EXERCISE GOAL: Show the lines below where "HeaderBlock" occurs.

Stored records
━━━━━━━━━━━━━━━━━━━━

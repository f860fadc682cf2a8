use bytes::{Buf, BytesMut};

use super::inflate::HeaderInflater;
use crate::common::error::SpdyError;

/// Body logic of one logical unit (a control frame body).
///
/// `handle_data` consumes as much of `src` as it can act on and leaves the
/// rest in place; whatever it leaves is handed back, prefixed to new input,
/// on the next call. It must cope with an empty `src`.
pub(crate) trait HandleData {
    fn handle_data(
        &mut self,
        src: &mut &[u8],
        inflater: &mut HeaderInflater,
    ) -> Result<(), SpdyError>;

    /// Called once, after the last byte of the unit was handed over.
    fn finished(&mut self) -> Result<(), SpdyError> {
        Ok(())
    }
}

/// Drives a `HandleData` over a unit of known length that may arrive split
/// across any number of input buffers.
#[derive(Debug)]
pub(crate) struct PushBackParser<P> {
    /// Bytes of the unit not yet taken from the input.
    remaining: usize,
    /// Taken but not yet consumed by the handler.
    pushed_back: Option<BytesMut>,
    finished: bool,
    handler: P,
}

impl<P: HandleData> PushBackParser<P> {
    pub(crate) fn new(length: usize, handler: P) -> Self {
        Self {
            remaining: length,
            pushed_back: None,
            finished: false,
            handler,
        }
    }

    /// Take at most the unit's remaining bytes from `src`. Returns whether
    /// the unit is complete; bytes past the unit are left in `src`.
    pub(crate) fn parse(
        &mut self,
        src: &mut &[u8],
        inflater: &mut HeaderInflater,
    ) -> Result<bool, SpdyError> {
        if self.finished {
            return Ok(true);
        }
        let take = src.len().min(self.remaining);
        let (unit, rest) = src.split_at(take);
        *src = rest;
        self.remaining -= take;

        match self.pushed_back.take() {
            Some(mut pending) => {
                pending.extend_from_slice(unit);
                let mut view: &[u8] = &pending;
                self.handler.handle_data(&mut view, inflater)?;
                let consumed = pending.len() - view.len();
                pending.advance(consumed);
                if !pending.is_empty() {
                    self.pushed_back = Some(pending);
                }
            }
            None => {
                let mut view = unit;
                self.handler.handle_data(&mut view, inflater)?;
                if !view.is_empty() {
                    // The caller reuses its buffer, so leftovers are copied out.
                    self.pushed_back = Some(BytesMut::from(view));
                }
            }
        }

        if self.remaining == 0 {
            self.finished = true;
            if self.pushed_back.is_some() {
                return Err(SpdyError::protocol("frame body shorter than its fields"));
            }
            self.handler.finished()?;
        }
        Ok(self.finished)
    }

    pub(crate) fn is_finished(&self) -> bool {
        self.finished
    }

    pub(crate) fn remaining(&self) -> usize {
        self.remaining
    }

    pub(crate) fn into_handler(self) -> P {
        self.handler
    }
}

━━━━━━━━━━━━━━━━━━━━

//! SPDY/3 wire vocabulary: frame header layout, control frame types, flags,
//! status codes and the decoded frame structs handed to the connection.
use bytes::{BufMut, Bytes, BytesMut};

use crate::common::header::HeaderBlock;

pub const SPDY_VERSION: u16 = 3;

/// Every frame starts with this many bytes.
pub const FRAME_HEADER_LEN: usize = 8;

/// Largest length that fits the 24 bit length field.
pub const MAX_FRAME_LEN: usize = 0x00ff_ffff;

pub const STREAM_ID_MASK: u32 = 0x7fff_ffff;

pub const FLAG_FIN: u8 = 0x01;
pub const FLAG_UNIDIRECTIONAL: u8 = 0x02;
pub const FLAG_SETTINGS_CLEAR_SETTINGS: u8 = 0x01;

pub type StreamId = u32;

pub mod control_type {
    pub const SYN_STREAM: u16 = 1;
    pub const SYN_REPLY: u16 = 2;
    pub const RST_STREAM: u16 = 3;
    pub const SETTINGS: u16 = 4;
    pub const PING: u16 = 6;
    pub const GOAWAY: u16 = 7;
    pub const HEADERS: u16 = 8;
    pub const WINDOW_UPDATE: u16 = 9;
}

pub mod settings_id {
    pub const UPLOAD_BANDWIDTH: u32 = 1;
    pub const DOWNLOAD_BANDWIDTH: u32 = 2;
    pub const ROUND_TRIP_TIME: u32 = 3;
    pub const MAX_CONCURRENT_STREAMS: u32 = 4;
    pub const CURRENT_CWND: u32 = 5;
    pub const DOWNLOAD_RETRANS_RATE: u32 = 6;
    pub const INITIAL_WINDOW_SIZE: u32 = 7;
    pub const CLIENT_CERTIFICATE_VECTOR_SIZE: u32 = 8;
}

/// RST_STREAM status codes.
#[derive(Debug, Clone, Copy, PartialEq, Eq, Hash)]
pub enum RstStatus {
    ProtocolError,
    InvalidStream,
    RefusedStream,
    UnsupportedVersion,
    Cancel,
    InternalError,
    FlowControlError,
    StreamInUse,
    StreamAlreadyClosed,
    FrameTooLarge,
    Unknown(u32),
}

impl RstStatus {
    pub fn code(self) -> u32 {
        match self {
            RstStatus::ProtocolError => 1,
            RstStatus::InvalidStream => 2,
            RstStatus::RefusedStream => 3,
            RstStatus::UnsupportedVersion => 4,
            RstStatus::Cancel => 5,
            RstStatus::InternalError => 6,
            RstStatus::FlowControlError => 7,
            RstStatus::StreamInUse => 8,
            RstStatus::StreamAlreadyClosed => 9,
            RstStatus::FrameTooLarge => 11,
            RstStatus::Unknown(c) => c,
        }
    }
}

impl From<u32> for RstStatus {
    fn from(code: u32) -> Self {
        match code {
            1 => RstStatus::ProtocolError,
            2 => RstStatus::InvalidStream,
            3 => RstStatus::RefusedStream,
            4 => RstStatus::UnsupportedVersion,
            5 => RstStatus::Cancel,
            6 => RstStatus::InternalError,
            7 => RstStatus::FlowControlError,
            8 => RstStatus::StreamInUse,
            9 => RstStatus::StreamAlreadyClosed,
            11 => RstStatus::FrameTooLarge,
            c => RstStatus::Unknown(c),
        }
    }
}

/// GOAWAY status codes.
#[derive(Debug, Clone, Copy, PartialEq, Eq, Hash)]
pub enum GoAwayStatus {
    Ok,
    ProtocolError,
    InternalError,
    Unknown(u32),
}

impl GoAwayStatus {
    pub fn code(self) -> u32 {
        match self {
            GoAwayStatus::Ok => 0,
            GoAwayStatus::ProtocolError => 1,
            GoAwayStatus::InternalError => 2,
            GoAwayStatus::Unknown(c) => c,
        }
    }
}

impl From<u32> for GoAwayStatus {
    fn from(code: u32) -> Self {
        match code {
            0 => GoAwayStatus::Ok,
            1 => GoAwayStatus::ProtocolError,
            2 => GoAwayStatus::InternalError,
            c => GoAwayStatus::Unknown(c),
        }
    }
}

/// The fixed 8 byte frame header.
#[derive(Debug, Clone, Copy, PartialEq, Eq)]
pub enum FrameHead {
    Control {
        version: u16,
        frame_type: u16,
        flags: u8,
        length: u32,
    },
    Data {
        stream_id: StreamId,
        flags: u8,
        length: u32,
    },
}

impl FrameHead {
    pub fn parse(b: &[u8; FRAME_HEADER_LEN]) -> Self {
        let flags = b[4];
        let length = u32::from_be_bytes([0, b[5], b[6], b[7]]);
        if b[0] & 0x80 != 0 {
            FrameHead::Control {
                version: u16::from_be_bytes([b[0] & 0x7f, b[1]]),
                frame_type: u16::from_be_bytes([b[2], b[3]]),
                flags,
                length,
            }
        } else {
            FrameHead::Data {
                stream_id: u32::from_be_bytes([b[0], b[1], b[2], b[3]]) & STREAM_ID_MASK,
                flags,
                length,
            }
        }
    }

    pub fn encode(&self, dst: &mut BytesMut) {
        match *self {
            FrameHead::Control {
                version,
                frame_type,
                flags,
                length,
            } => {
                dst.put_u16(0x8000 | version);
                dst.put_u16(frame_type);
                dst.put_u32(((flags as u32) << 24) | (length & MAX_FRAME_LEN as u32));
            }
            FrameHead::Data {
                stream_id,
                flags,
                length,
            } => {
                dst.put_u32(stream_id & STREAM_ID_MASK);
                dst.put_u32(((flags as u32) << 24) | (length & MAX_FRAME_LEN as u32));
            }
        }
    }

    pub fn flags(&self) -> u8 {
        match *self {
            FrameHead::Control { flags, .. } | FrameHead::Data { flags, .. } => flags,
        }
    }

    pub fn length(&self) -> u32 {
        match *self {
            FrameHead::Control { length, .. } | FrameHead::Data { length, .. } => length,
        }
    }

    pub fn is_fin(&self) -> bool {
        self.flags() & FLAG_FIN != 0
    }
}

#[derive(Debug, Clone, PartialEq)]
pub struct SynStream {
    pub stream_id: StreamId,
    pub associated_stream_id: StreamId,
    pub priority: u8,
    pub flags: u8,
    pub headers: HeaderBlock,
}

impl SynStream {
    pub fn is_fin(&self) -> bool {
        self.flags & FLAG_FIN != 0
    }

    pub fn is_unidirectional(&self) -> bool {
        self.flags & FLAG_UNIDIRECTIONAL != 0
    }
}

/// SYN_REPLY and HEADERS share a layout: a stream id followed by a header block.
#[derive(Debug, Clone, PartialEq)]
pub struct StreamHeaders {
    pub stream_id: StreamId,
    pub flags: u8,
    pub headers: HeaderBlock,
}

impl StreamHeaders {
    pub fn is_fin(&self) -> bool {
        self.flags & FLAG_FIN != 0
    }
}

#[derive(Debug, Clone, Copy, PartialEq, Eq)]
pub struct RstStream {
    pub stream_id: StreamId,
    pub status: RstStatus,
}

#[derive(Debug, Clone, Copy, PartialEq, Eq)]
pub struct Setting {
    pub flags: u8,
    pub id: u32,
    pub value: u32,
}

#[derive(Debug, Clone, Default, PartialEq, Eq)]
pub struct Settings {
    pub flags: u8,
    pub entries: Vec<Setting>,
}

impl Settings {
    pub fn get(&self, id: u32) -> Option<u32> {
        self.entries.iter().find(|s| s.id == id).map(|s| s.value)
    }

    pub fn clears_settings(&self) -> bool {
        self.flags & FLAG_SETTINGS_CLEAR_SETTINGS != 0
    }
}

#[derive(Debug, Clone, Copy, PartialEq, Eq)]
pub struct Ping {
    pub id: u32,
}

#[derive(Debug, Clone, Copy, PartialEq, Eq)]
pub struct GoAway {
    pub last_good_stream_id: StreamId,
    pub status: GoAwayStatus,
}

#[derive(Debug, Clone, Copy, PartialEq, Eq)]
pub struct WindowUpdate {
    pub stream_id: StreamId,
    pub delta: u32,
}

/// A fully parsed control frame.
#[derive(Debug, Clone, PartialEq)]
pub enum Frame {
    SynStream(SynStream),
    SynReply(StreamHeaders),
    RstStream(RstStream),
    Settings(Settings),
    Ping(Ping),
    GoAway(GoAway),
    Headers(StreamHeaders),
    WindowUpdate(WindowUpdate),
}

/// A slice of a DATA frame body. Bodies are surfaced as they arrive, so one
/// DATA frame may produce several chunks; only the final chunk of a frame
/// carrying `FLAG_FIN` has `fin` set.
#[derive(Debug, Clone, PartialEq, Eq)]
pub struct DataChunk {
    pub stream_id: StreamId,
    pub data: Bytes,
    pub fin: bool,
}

━━━━━━━━━━━━━━━━━━━━

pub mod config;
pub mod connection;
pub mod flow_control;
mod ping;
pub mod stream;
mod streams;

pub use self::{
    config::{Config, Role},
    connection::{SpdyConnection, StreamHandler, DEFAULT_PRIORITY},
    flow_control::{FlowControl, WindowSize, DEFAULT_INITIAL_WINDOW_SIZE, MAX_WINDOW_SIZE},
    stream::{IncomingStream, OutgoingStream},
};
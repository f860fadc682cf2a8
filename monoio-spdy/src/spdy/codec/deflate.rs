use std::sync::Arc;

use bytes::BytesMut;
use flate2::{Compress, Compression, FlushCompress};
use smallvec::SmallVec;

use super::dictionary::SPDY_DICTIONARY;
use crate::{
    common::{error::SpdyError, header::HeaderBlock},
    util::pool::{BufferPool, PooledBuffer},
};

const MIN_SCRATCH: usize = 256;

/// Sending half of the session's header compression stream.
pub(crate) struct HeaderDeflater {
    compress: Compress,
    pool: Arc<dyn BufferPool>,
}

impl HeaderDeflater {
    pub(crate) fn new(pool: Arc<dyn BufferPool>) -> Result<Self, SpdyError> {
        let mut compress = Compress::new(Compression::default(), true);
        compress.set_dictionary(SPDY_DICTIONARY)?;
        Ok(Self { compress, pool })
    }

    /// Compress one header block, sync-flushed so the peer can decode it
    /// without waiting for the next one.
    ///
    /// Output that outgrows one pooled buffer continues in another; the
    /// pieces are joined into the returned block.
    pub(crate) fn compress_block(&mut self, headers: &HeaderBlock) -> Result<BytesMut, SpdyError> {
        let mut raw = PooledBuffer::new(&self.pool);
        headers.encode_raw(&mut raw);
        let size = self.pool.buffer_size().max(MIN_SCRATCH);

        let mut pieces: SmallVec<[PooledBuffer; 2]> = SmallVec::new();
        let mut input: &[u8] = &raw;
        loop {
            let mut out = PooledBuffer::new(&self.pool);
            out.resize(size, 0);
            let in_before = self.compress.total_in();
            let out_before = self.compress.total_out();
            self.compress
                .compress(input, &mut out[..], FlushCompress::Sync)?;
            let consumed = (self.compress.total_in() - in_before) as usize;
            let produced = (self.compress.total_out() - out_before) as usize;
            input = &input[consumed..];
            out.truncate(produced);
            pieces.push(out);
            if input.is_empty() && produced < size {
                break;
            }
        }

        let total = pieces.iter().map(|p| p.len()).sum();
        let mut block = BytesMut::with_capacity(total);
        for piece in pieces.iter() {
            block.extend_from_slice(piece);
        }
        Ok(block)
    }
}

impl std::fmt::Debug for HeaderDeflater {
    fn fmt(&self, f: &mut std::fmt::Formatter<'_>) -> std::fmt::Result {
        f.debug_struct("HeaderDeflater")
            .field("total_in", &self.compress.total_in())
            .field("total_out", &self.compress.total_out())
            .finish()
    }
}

━━━━━━━━━━━━━━━━━━━━

ANSWER TO THIS TASK:
use crate::common::header::HeaderBlock;
    pub headers: HeaderBlock,
    pub headers: HeaderBlock,
    common::{error::SpdyError, header::HeaderBlock},
    pub(crate) fn compress_block(&mut self, headers: &HeaderBlock) -> Result<BytesMut, SpdyError> {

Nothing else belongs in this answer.